How to stylize an image to look like the work of a famous artist using a neural network: dealing with neural style transfer

How to stylize an image to look like the work of a famous artist using a neural network: dealing with neural style transfer

Style Neural Transfer is an optimization process that works with 3 images: a content picture, a style picture (such as an artist’s work), and an input picture. If you “mix” them, you get an input picture, adjusted according to the composition to the picture of the content in the image of the copied style.

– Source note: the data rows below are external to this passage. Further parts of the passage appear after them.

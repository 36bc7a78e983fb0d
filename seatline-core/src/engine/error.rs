use crate::rate_limit::RateLimitReason;
use crate::store::StoreError;
use std::time::Duration;
use thiserror::Error;
use uuid::Uuid;

/// A field that failed validation.
#[derive(Debug, Clone, PartialEq, Eq, Error)]
#[error("{field}: {message}")]
pub struct ValidationError {
    pub field: &'static str,
    pub message: String,
}

impl ValidationError {
    pub fn new(field: &'static str, message: impl Into<String>) -> Self {
        Self {
            field,
            message: message.into(),
        }
    }
}

/// Failures of the registration and cancellation paths.
#[derive(Debug, Error)]
pub enum RegistrationError {
    #[error("invalid input: {0}")]
    InvalidInput(#[from] ValidationError),

    #[error("this email is already registered for the event")]
    DuplicateRegistration,

    #[error("event not found")]
    EventNotFound,

    #[error("event is at capacity")]
    EventAtCapacity,

    #[error("registration is already cancelled")]
    AlreadyCancelled,

    #[error("registration not found")]
    RegistrationNotFound,

    /// The row was deleted but is still visible on re-read.
    #[error("registration {registration_id} still present after delete")]
    CancellationInconsistent { registration_id: Uuid },

    #[error("store unavailable: {0}")]
    StoreUnavailable(#[from] StoreError),

    #[error("{reason}")]
    RateLimited {
        reason: RateLimitReason,
        retry_after: Duration,
    },
}

impl RegistrationError {
    /// Stable machine-readable error code.
    pub fn code(&self) -> &'static str {
        match self {
            RegistrationError::InvalidInput(_) => "InvalidInput",
            RegistrationError::DuplicateRegistration => "DuplicateRegistration",
            RegistrationError::EventNotFound => "EventNotFound",
            RegistrationError::EventAtCapacity => "EventAtCapacity",
            RegistrationError::AlreadyCancelled => "AlreadyCancelled",
            RegistrationError::RegistrationNotFound => "RegistrationNotFound",
            RegistrationError::CancellationInconsistent { .. } => "CancellationInconsistent",
            RegistrationError::StoreUnavailable(_) => "StoreUnavailable",
            RegistrationError::RateLimited { .. } => "RateLimited",
        }
    }

    /// Whether the caller can fix this by changing the request.
    pub fn is_client_error(&self) -> bool {
        !matches!(
            self,
            RegistrationError::CancellationInconsistent { .. }
                | RegistrationError::StoreUnavailable(_)
        )
    }
}
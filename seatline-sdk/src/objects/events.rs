//! Event listing types.

use serde::{Deserialize, Serialize};

/// An event together with its live registration count.
///
/// Timestamps are unix seconds. A `capacity` of zero or less means unlimited.
#[derive(Debug, Clone, PartialEq, Eq, Serialize, Deserialize)]
pub struct EventResponse {
    pub id: String,
    pub name: String,
    pub description: String,
    pub starts_at: i64,
    pub ends_at: i64,
    pub location: String,
    pub capacity: i32,
    pub registration_count: i64,
    pub spots_left: Option<i64>,
}

impl EventResponse {
    /// Whether the event still accepts registrations.
    pub fn has_space(&self) -> bool {
        self.spots_left.is_none_or(|left| left > 0)
    }
}
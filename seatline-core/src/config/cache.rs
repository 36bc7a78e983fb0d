//! Cache and sweep timing.

use std::time::Duration;

#[derive(Debug, Clone, PartialEq, Eq)]
pub struct CacheConfig {
    /// TTL of the "all events with counts" view.
    pub list_ttl: Duration,
    /// TTL of a single event view.
    pub detail_ttl: Duration,
    /// How often expired cache entries and rate-limit counters are swept.
    pub sweep_interval: Duration,
}

impl Default for CacheConfig {
    fn default() -> Self {
        Self {
            list_ttl: Duration::from_secs(300),
            detail_ttl: Duration::from_secs(60),
            sweep_interval: Duration::from_secs(60),
        }
    }
}
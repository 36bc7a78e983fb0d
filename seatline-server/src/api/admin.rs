use axum::{Json, extract::State};
use seatline_core::engine::{ClearCacheScope, RegistrationError, ValidationError};
use seatline_sdk::objects::{ClearCacheRequest, ClearCacheResponse};

use super::error::ApiError;
use super::extractors::ApiJson;
use crate::state::AppState;

fn scope_of(request: ClearCacheRequest) -> Result<ClearCacheScope, ValidationError> {
    if request.all {
        return Ok(ClearCacheScope::All);
    }
    let ids: Vec<String> = request
        .event_ids
        .into_iter()
        .map(|id| id.trim().to_string())
        .filter(|id| !id.is_empty())
        .collect();
    if ids.is_empty() {
        return Err(ValidationError::new(
            "event_ids",
            "provide event_ids or set all to true",
        ));
    }
    Ok(ClearCacheScope::Events(ids))
}

/// `POST /events/clear-cache`
pub async fn clear_cache(
    State(state): State<AppState>,
    ApiJson(request): ApiJson<ClearCacheRequest>,
) -> Result<Json<ClearCacheResponse>, ApiError> {
    let scope = scope_of(request).map_err(RegistrationError::from)?;
    let cleared = state.catalog.clear_cache(&scope);
    Ok(Json(ClearCacheResponse { cleared }))
}

#[cfg(test)]
mod tests {
    use super::*;

    #[test]
    fn all_wins_over_event_ids() {
        let request = ClearCacheRequest {
            event_ids: vec!["launch".to_string()],
            all: true,
        };
        assert_eq!(scope_of(request).unwrap(), ClearCacheScope::All);
    }

    #[test]
    fn blank_ids_are_rejected() {
        let request = ClearCacheRequest {
            event_ids: vec![" ".to_string()],
            all: false,
        };
        assert_eq!(scope_of(request).unwrap_err().field, "event_ids");
        assert_eq!(
            scope_of(ClearCacheRequest {
                event_ids: vec![" launch ".to_string()],
                all: false,
            })
            .unwrap(),
            ClearCacheScope::Events(vec!["launch".to_string()])
        );
    }
}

Define content and style representations
To get an idea of ​​the content and style of a picture, you first need to look at the intermediate layers of the model. Intermediate layers are feature maps that become more ordered as you deepen. In this case, it is worth using the VGG19 network architecture – a pre-trained image classification network. Middleware plays an important role in defining views. For the input image, you need to map the corresponding representations on these intermediate layers.

Why middle layers?
You may be wondering: why do these intermediate conclusions provide an opportunity to determine the style and content of the image? For the network to be able to classify an image (which it has already been trained to do), it must understand the image. This includes building complex representations of objects in an image from a group of pixels. This partly explains why convolutional neural networks can generalize well: they are able to notice consistency and determine the characteristics that are characteristic of a particular class (to distinguish, for example, a cat from a dog), regardless of background noise. Thus, somewhere between the input of an image and the output of the classification result of this image, there is a model that finds features in the input data. Accordingly, referring to this very intermediate point (i.e. layers), you can easily get an idea of ​​the style and content of the image.